In den USA und England haben Schulen bereits erste Verbote ausgesprochen und in der Schweiz warnen Kinderärzte vor den dort Gümmelis genannten Dingern. 

Vor allem aber sollte peinlichst darauf geachtet werden, dass Kleinkinder diese Bänder nicht in die Hände bekommen. Diese könnten die Silikonringe oder kleinere daraus gefertigte Schmuckstücke in den Mund nehmen. Schlimmstenfalls besteht dann Erstickungsgefahr.

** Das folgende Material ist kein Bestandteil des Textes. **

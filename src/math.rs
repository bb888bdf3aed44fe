//! Small numeric helpers shared across the engine.

use rand::Rng;

/// Rounds `value` to `decimals` decimal places.
pub fn round_dp(value: f32, decimals: i32) -> f32 {
    let factor = 10f32.powi(decimals);
    (value * factor).round() / factor
}

/// Uniform draw in `[low, high)`. Returns `low` for an empty range.
pub fn uniform<R: Rng>(rng: &mut R, low: f32, high: f32) -> f32 {
    if high <= low {
        return low;
    }
    low + rng.random::<f32>() * (high - low)
}

/// Returns `true` with probability `p`.
pub fn chance<R: Rng>(rng: &mut R, p: f32) -> bool {
    rng.random::<f32>() < p
}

Also, aufgepasst und ältere Geschwisterkinder darauf hinweisen, weder die einzelnen Ringe noch fertige Schmuckstücke herumliegen zu lassen.

Auch Haustiere gefährdet

Die winzigen Gummibänder sind aber auch für Haustiere wie Katzen oder Hunde gefährlich. In den USA etwa häufen sich bei Tierärzten die Fälle von Magenbeschwerden als Folge des Verschluckens der kleinen, bunten Gummibänder. Wenn ein Tier diese Bänder frisst, kann es meist innerhalb von 24 bis 48 Stunden zu Symptomen einer Obstruktion, einschließlich Appetitlosigkeit, Erbrechen und Durchfall kommen.